What is the 9.5 rule? My understanding is that you can't work more than 9.5 hours? Is that what that means? I have read posts talking about working 59 hrs a week. I am sure there are plenty of part-time handlers that would like to hear what life is really like as a full-time driver. What time do most drivers start off their day in the morning? What time does your day end? Does it get a lot busier during the holiday season?

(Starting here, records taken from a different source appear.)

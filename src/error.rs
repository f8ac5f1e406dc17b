//! Application-level error types
//!
//! Layer-specific errors (`GateError`, `LlmError`, `ToolError`, `ConfigError`,
//! `StoreError`, `PipelineError`) live next to the code that raises them and
//! roll up into [`AssistantError`]. Anything that may reach a client or the
//! result metadata goes through [`sanitize_error_message`] first.

use once_cell::sync::Lazy;
use regex::Regex;
use serde::{Deserialize, Serialize};
use thiserror::Error;

const MAX_ERROR_LEN: usize = 500;
const TRUNCATE_SUFFIX: &str = "...[truncated]";

static SECRET_ASSIGNMENT: Lazy<Regex> = Lazy::new(|| {
    Regex::new(r"(?i)(password|token|key|secret)[=:]\s*\S+").expect("secret pattern is valid")
});
static BEARER_TOKEN: Lazy<Regex> =
    Lazy::new(|| Regex::new(r"(?i)bearer\s+\S+").expect("bearer pattern is valid"));
static CREDENTIAL_PATH: Lazy<Regex> = Lazy::new(|| {
    Regex::new(r"/[a-zA-Z0-9._/-]+/(secrets?|\.ssh|\.aws|\.config)/[a-zA-Z0-9._/-]+")
        .expect("credential path pattern is valid")
});

/// Main error type for the assistant backend
#[derive(Debug, Error)]
pub enum AssistantError {
    #[error("Invalid input: {message}")]
    InvalidInput { message: String },

    #[error("LLM provider error: {0}")]
    Llm(#[from] crate::llm::provider::LlmError),

    #[error("Configuration error: {0}")]
    Config(#[from] crate::config::ConfigError),

    #[error("Tool error: {0}")]
    Tool(#[from] crate::tools::ToolError),

    #[error("Pipeline error: {0}")]
    Pipeline(#[from] crate::pipeline::PipelineError),

    #[error("Store error: {0}")]
    Store(#[from] crate::store::StoreError),

    #[error("Server error: {message}")]
    Server { message: String },

    #[error("Internal error: {message}")]
    Internal { message: String },
}

/// Stable error codes exposed over HTTP
#[derive(Debug, Clone, Copy, PartialEq, Eq, Serialize, Deserialize)]
#[serde(rename_all = "snake_case")]
pub enum ErrorCode {
    InvalidInput,
    ConfigurationError,
    UpstreamError,
    InternalError,
}

/// JSON error body returned by the HTTP surface
#[derive(Debug, Clone, PartialEq, Serialize, Deserialize)]
pub struct ErrorBody {
    pub code: ErrorCode,
    pub message: String,
}

impl AssistantError {
    /// Convert to a client-safe error body
    pub fn to_error_body(&self) -> ErrorBody {
        let code = match self {
            AssistantError::InvalidInput { .. } => ErrorCode::InvalidInput,
            AssistantError::Config(_) | AssistantError::Pipeline(_) => {
                ErrorCode::ConfigurationError
            }
            AssistantError::Llm(_) | AssistantError::Tool(_) | AssistantError::Store(_) => {
                ErrorCode::UpstreamError
            }
            AssistantError::Server { .. } | AssistantError::Internal { .. } => {
                ErrorCode::InternalError
            }
        };

        ErrorBody {
            code,
            message: sanitize_error_message(&self.to_string()),
        }
    }

    pub fn invalid_input<S: Into<String>>(message: S) -> Self {
        Self::InvalidInput {
            message: message.into(),
        }
    }

    pub fn server<S: Into<String>>(message: S) -> Self {
        Self::Server {
            message: message.into(),
        }
    }

    pub fn internal<S: Into<String>>(message: S) -> Self {
        Self::Internal {
            message: message.into(),
        }
    }
}

/// Redact secrets and credential paths, then cap the length
pub fn sanitize_error_message(message: &str) -> String {
    let sanitized = SECRET_ASSIGNMENT.replace_all(message, "${1}=***");
    let sanitized = BEARER_TOKEN.replace_all(&sanitized, "Bearer ***");
    let mut sanitized = CREDENTIAL_PATH
        .replace_all(&sanitized, "/***REDACTED***/")
        .into_owned();

    if sanitized.len() > MAX_ERROR_LEN {
        let mut cut = MAX_ERROR_LEN - TRUNCATE_SUFFIX.len();
        while !sanitized.is_char_boundary(cut) {
            cut -= 1;
        }
        sanitized.truncate(cut);
        sanitized.push_str(TRUNCATE_SUFFIX);
    }

    sanitized
}

/// Result type for assistant operations
pub type AssistantResult<T> = Result<T, AssistantError>;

While I'm certainly not qualified to answer this, I'm going to reply anyway (it is only the interweb, after all). 9.5 hours seems to be the long-standing agreed upon "fair day's work" load. In theory, UPS factors # of packages, # of stops, miles driven, etc. and spreads the work around accordingly. Please see
Article 37 (MANAGEMENT-EMPLOYEE RELATIONS) Section 1.c for the contract language on this. If, after repeated requests for a driver's workload to be reduced to 9.5 hours or less (excessive overtime), no progress is made towards this, time worked over 9.5 each day could potentially be double time. This only applies to package car drivers (feeder drivers can be worked up to the federal DOT regulations that apply to them) (and not in november-december, at least in my local's contract). References to not being allowed to work over 9.5 seem to refer to local center management teams getting pressure from above to reduce labor costs on their reports. Start times seem to range around 8-9 AM. Now here's what I'm unclear on, but I'm assuming lunch and breaks come in addition to these 9.5 hours. So if you started at 9 AM, worked 9.5 hours, took a 1 hour lunch and 2 ten minute breaks (an additional 1.33 hours total), you should be punching out at 7:50 PM. I've personally seen drivers returning as late as 10:45 PM (and not during Peak season, either). Yes it's much busier during the holiday season, some say we move up to 50% more packages, with temporary (seasonal) driver helpers, drivers, rental trucks, and working even more hours, of course.
Brown cafe patrons, please commence with your parsing, sniping, and flaming.